Bond funds accounted for $56.5bn (£45.4bn), dwarfing flows into equity funds of 31.1bn in January, while mixed asset funds took a significantly lower $9.7bn.
Unsurprisingly given the beleaguered asset class, commodity funds saw net outflows of $1.2bn.
Total assets under management (AUM) for global collective funds stood at $38trn at the end of January, an increase of $901bn, or 2.4%, over the month.
Of this, Lipper said estimated net inflows accounted for $94.7bn, while $806.3bn was down to positive market performance.
After euro-denominated money market products, which took net $26bn in January, most of the net new money went into equity US small and mid-cap funds and equity global ex-US, taking in $10.3bn and $9.6bn respectively.

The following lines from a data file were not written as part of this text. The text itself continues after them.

//! Offer catalog keys, money and dynamic offers

use chrono::{DateTime, Utc};
use serde::{Deserialize, Serialize};
use std::str::FromStr;

use crate::Error;

/// Amount of money in US cents
///
/// Prices are kept in integer cents so that discount arithmetic is exact.
#[derive(Debug, Clone, Copy, PartialEq, Eq, PartialOrd, Ord, Hash, Default, Serialize, Deserialize)]
#[serde(transparent)]
pub struct Money(u64);

impl Money {
    pub const ZERO: Money = Money(0);

    pub const fn from_cents(cents: u64) -> Self {
        Self(cents)
    }

    /// Convert a dollar amount, rounding to the nearest cent
    ///
    /// Negative and non-finite amounts are rejected.
    pub fn from_dollars(dollars: f64) -> Option<Self> {
        if !dollars.is_finite() || dollars < 0.0 {
            return None;
        }
        Some(Self((dollars * 100.0).round() as u64))
    }

    pub const fn cents(&self) -> u64 {
        self.0
    }

    /// `percent`% of this amount, rounded half-up to the nearest cent
    pub fn percent(&self, percent: u8) -> Money {
        Money((self.0 * percent as u64 + 50) / 100)
    }

    pub fn saturating_sub(&self, other: Money) -> Money {
        Money(self.0.saturating_sub(other.0))
    }
}

impl std::fmt::Display for Money {
    fn fmt(&self, f: &mut std::fmt::Formatter<'_>) -> std::fmt::Result {
        write!(f, "${}.{:02}", self.0 / 100, self.0 % 100)
    }
}

/// Upgrade module that can be offered
#[derive(Debug, Clone, Copy, PartialEq, Eq, PartialOrd, Ord, Hash, Serialize, Deserialize)]
pub enum OfferType {
    #[serde(rename = "executive_it_english_module")]
    ExecutiveModule,
    #[serde(rename = "advanced_business_communication")]
    AdvancedBusiness,
    #[serde(rename = "technical_writing_mastery")]
    TechnicalWriting,
    #[serde(rename = "negotiation_skills_pro")]
    NegotiationSkills,
}

impl OfferType {
    /// Every offer type; catalog validation checks each one has an entry
    pub const ALL: [OfferType; 4] = [
        OfferType::ExecutiveModule,
        OfferType::AdvancedBusiness,
        OfferType::TechnicalWriting,
        OfferType::NegotiationSkills,
    ];

    pub fn as_str(&self) -> &'static str {
        match self {
            Self::ExecutiveModule => "executive_it_english_module",
            Self::AdvancedBusiness => "advanced_business_communication",
            Self::TechnicalWriting => "technical_writing_mastery",
            Self::NegotiationSkills => "negotiation_skills_pro",
        }
    }
}

impl std::fmt::Display for OfferType {
    fn fmt(&self, f: &mut std::fmt::Formatter<'_>) -> std::fmt::Result {
        f.write_str(self.as_str())
    }
}

impl FromStr for OfferType {
    type Err = Error;

    fn from_str(s: &str) -> Result<Self, Self::Err> {
        OfferType::ALL
            .into_iter()
            .find(|t| t.as_str() == s)
            .ok_or_else(|| Error::UnknownOfferType(s.to_string()))
    }
}

/// Named discount level
///
/// The percentage and validity window are intrinsic to the tier.
#[derive(Debug, Clone, Copy, PartialEq, Eq, PartialOrd, Ord, Hash, Serialize, Deserialize)]
#[serde(rename_all = "snake_case")]
pub enum DiscountTier {
    /// 10% off
    Standard,
    /// 20% off
    Premium,
    /// 30% off
    Exclusive,
    /// 40% off, shortest validity
    LimitedTime,
}

impl DiscountTier {
    pub const ALL: [DiscountTier; 4] = [
        DiscountTier::Standard,
        DiscountTier::Premium,
        DiscountTier::Exclusive,
        DiscountTier::LimitedTime,
    ];

    pub fn as_str(&self) -> &'static str {
        match self {
            Self::Standard => "standard",
            Self::Premium => "premium",
            Self::Exclusive => "exclusive",
            Self::LimitedTime => "limited_time",
        }
    }

    /// Discount percentage
    pub fn percentage(&self) -> u8 {
        match self {
            Self::Standard => 10,
            Self::Premium => 20,
            Self::Exclusive => 30,
            Self::LimitedTime => 40,
        }
    }

    /// Hours an offer at this tier stays redeemable
    pub fn validity_hours(&self) -> i64 {
        match self {
            Self::LimitedTime => 24,
            Self::Exclusive => 48,
            Self::Standard | Self::Premium => 72,
        }
    }
}

impl std::fmt::Display for DiscountTier {
    fn fmt(&self, f: &mut std::fmt::Formatter<'_>) -> std::fmt::Result {
        f.write_str(self.as_str())
    }
}

impl FromStr for DiscountTier {
    type Err = Error;

    fn from_str(s: &str) -> Result<Self, Self::Err> {
        let normalized = s.trim().to_ascii_lowercase();
        DiscountTier::ALL
            .into_iter()
            .find(|t| t.as_str() == normalized)
            .ok_or_else(|| Error::UnknownDiscountTier(s.to_string()))
    }
}

/// Personalized, priced and time-boxed upgrade offer
///
/// Immutable once created. Expiry is passive: callers compare `expires_at`
/// against the current time when the offer is used.
#[derive(Debug, Clone, PartialEq, Serialize, Deserialize)]
pub struct DynamicOffer {
    pub offer_id: String,

    /// Creation order among offers from the same builder, also the id suffix
    #[serde(default)]
    pub sequence: u64,

    pub user_id: String,
    pub offer_type: OfferType,

    /// Display name of the module
    pub module_name: String,

    pub original_price: Money,
    pub discount_tier: DiscountTier,
    pub discount_amount: Money,
    pub final_price: Money,

    pub urgency_message: String,
    pub benefits: Vec<String>,
    pub social_proof: String,

    pub created_at: DateTime<Utc>,
    pub expires_at: DateTime<Utc>,
}

impl DynamicOffer {
    /// Expired once `now` is strictly past `expires_at`
    pub fn is_expired(&self, now: DateTime<Utc>) -> bool {
        now > self.expires_at
    }

    pub fn discount_percentage(&self) -> u8 {
        self.discount_tier.percentage()
    }
}

/// Result of accepting an offer (checkout is handled elsewhere)
#[derive(Debug, Clone, PartialEq, Serialize, Deserialize)]
pub struct OfferAcceptance {
    pub order_id: String,
    pub offer_id: String,
    pub user_id: String,
    pub module_name: String,
    pub amount: Money,
    pub accepted_at: DateTime<Utc>,
}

Gavin Haynes, managing director at Whitechurch Securites said: “The data seems to suggest this might be down to a ‘Trump trade’; that having seen an equity rally and the subsequent sell-off of bond markets towards the end of last year we have seen something of a turnaround at the start of this year.”
Regardless of the low yields on offer, he points out how investor nervousness tends to direct flows toward safer haven asset classes.
“Investors might have been getting cold feet as the world waits to see whether any of the policies mooted by Donald Trump actually see the light of day.”
In performance terms, gold and precious metals and single-country emerging market products dominated over the month, topped by equity Argentina, which returned 13.5% over the month and 59.2% over three years.
Equity funds focused on Poland, Brazil, Morocco, Singapore and New Zealand also featured in the top 10 performing sectors, as did materials, emerging markets Asia and emerging markets Latin American funds.